--- Excerpted records Enclosed Below ---

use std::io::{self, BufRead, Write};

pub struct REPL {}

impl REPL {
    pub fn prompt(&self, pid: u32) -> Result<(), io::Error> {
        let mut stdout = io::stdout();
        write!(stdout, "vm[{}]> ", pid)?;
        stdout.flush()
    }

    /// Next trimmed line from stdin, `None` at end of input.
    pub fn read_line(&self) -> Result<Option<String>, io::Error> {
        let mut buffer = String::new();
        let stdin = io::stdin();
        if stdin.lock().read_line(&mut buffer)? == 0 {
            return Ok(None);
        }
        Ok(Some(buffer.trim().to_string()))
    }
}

--- End of Enclosed Excerpted records ---

Retype all of the entries exactly, please.

» Written solution:
use std::io::{self, BufRead, Write};

pub struct REPL {}

impl REPL {
    pub fn prompt(&self, pid: u32) -> Result<(), io::Error> {
        let mut stdout = io::stdout();
        write!(stdout, "vm[{}]> ", pid)?;
        stdout.flush()
    }

    /// Next trimmed line from stdin, `None` at end of input.
    pub fn read_line(&self) -> Result<Option<String>, io::Error> {
        let mut buffer = String::new();
        let stdin = io::stdin();
        if stdin.lock().read_line(&mut buffer)? == 0 {
            return Ok(None);
        }
        Ok(Some(buffer.trim().to_string()))
    }
}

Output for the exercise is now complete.